Kirk Lynn

Plays Written by Kirk Lynn:

EFFECTIVE MAGIC
PRAYER CIRCLE
THE FIRST LINE OF DANTE’S INFERNO

Synopses:

EFFECTIVE MAGIC (6p) – Four down and out teens from a small Texas town decide to form a coven, but their only spell book is Steven Covey’s 7 Habits of Effective people. With this magic they learn to destroy bullies, attract love, and save themselves from poverty.

PRAYER CIRCLE (2m 4f) – A dying man asks his grown son to pray for him. The son is a non-believer, but he and a group of friends attempt to take the request seriously and an accidental prayer circle is formed, but the prayers begin changing their world, inside and out.

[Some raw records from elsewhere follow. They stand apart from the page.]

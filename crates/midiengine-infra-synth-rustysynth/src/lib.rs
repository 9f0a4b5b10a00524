use midiengine_domain_midi::decode;
use midiengine_ports::synth::{SoundFontInfo, SoundFontResource, SynthBackend, SynthError};
use midiengine_ports::types::Volume01;
use parking_lot::Mutex;
use rustysynth::{SoundFont, Synthesizer, SynthesizerSettings};
use std::io::Cursor;
use std::sync::Arc;

/// Software synthesizer backend. The host's audio graph pulls samples with
/// [`RustySynth::render`]; everything else arrives through [`SynthBackend`].
pub struct RustySynth {
    sample_rate_hz: u32,
    master_volume: Volume01,
    synth: Mutex<Option<Synthesizer>>,
}

impl Default for RustySynth {
    fn default() -> Self {
        Self::new(44_100, Volume01::new(0.5))
    }
}

impl RustySynth {
    pub fn new(sample_rate_hz: u32, master_volume: Volume01) -> Self {
        Self {
            sample_rate_hz,
            master_volume,
            synth: Mutex::new(None),
        }
    }

    fn build_synthesizer(&self, sound_font: &Arc<SoundFont>) -> Result<Synthesizer, SynthError> {
        let settings = SynthesizerSettings::new(self.sample_rate_hz as i32);
        let mut synth = Synthesizer::new(sound_font, &settings)
            .map_err(|e| SynthError::Rejected(e.to_string()))?;
        synth.set_master_volume(self.master_volume.get());
        Ok(synth)
    }

    /// Called by the audio thread. Writes silence when no soundfont is
    /// accepted or the synthesizer is busy.
    pub fn render(&self, out_l: &mut [f32], out_r: &mut [f32]) {
        out_l.fill(0.0);
        out_r.fill(0.0);

        let Some(mut guard) = self.synth.try_lock() else {
            return;
        };
        if let Some(synth) = guard.as_mut() {
            let frames = out_l.len().min(out_r.len());
            synth.render(&mut out_l[..frames], &mut out_r[..frames]);
        }
    }
}

impl SynthBackend for RustySynth {
    fn accept_soundfont(&self, resource: SoundFontResource) -> Result<SoundFontInfo, SynthError> {
        let mut reader = Cursor::new(&resource.data[..]);
        let sound_font = Arc::new(
            SoundFont::new(&mut reader).map_err(|e| SynthError::Rejected(e.to_string()))?,
        );

        let name = sound_font.get_info().get_bank_name().trim().to_string();
        let name = if name.is_empty() {
            resource
                .path
                .file_name()
                .and_then(|s| s.to_str())
                .unwrap_or("SoundFont")
                .to_string()
        } else {
            name
        };
        let preset_count = sound_font.get_presets().len();

        let synth = self.build_synthesizer(&sound_font)?;
        *self.synth.lock() = Some(synth);

        tracing::info!(%name, preset_count, "rustysynth accepted soundfont");
        Ok(SoundFontInfo { name, preset_count })
    }

    fn release_soundfont(&self) -> Result<(), SynthError> {
        *self.synth.lock() = None;
        Ok(())
    }

    fn send_bytes(&self, message: &[u8]) -> Result<(), SynthError> {
        let decoded = decode(message).ok_or_else(|| SynthError::MalformedMessage(message.to_vec()))?;

        let mut guard = self.synth.lock();
        let synth = guard.as_mut().ok_or(SynthError::NoSoundFont)?;

        let command = (message[0] & 0xF0) as i32;
        let data1 = message.get(1).copied().unwrap_or(0) as i32;
        let data2 = message.get(2).copied().unwrap_or(0) as i32;
        synth.process_midi_message(decoded.channel() as i32, command, data1, data2);
        Ok(())
    }
}
//! Synthesis backend that records what it is handed instead of making sound.

use midiengine_ports::synth::{SoundFontInfo, SoundFontResource, SynthBackend, SynthError};
use parking_lot::Mutex;
use std::path::{Path, PathBuf};

pub struct CaptureSynth {
    inner: Mutex<Inner>,
}

#[derive(Debug, Default)]
struct Inner {
    messages: Vec<Vec<u8>>,
    accepted: Option<PathBuf>,
    accept_count: usize,
    release_count: usize,
    session_active: bool,
    reject_soundfonts: bool,
    fail_sends: bool,
}

impl CaptureSynth {
    pub fn new() -> Self {
        Self {
            inner: Mutex::new(Inner::default()),
        }
    }

    /// Every message accepted so far, oldest first.
    pub fn messages(&self) -> Vec<Vec<u8>> {
        self.inner.lock().messages.clone()
    }

    pub fn take_messages(&self) -> Vec<Vec<u8>> {
        std::mem::take(&mut self.inner.lock().messages)
    }

    pub fn accepted_soundfont(&self) -> Option<PathBuf> {
        self.inner.lock().accepted.clone()
    }

    pub fn accept_count(&self) -> usize {
        self.inner.lock().accept_count
    }

    pub fn release_count(&self) -> usize {
        self.inner.lock().release_count
    }

    pub fn session_active(&self) -> bool {
        self.inner.lock().session_active
    }

    /// While set, `accept_soundfont` declines every resource.
    pub fn set_reject_soundfonts(&self, reject: bool) {
        self.inner.lock().reject_soundfonts = reject;
    }

    /// While set, `send_bytes` fails without recording.
    pub fn set_fail_sends(&self, fail: bool) {
        self.inner.lock().fail_sends = fail;
    }
}

impl Default for CaptureSynth {
    fn default() -> Self {
        Self::new()
    }
}

fn display_name(path: &Path) -> String {
    path.file_stem()
        .and_then(|s| s.to_str())
        .unwrap_or("SoundFont")
        .to_string()
}

impl SynthBackend for CaptureSynth {
    fn accept_soundfont(&self, resource: SoundFontResource) -> Result<SoundFontInfo, SynthError> {
        let mut inner = self.inner.lock();
        if inner.reject_soundfonts {
            return Err(SynthError::Rejected(format!(
                "capture backend declined {}",
                resource.path.display()
            )));
        }
        inner.accept_count += 1;
        inner.accepted = Some(resource.path.clone());
        tracing::debug!(path = %resource.path.display(), bytes = resource.data.len(), "capture accepted soundfont");
        Ok(SoundFontInfo {
            name: display_name(&resource.path),
            preset_count: 0,
        })
    }

    fn release_soundfont(&self) -> Result<(), SynthError> {
        let mut inner = self.inner.lock();
        inner.accepted = None;
        inner.release_count += 1;
        Ok(())
    }

    fn send_bytes(&self, message: &[u8]) -> Result<(), SynthError> {
        let mut inner = self.inner.lock();
        if inner.fail_sends {
            return Err(SynthError::Backend("capture send failure".to_string()));
        }
        inner.messages.push(message.to_vec());
        Ok(())
    }

    fn activate_audio_session(&self) -> Result<(), SynthError> {
        self.inner.lock().session_active = true;
        Ok(())
    }
}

THE FIRST LINE OF DANTE’S INFERNO (2m, 1f) – Ann hikes into the woods where her sister went missing, impulsively takes up residence in a small squatter’s cabin, and meets two men who allow her continue her search deep in the wilderness but not without negotiating terms that will change her life. Published in the Paris Review!

Bio:

Kirk Lynn is a playwright, novelist, and screenwriter. One of the five Artistic Directors of Rude Mechs theatre collective, Lynn has written and adapted over twenty plays, including the critically acclaimed Lipstick Traces, The Method Gun and, most recently, Not Every Mountain. Together the Rudes are working on a performance app: Cyrano Plays, by which audiences can be fed lines from their smartphones to produce their own personal plays.

Lynn’s debut novel, Rules for Werewolves, was published in 2015 by Melville House Books. He’s currently adapting the novel for the screen and is at work on a second novel, The Vow, about a man who takes a vow of silence on a whim, without first checking with his wife or employer, but even as he creates trouble, the vow deepens his understanding of peace and quiet. Kirk is at work on a couple of other film projects and has a small bouquet of pilots as well.

Lynn earned his MFA as a fellow at the Michener Center for Writers and is an Associate Professor of playwriting at the University of Texas in Austin, where he lives with his wife, poet and novelist Carrie Fountain, and their two children.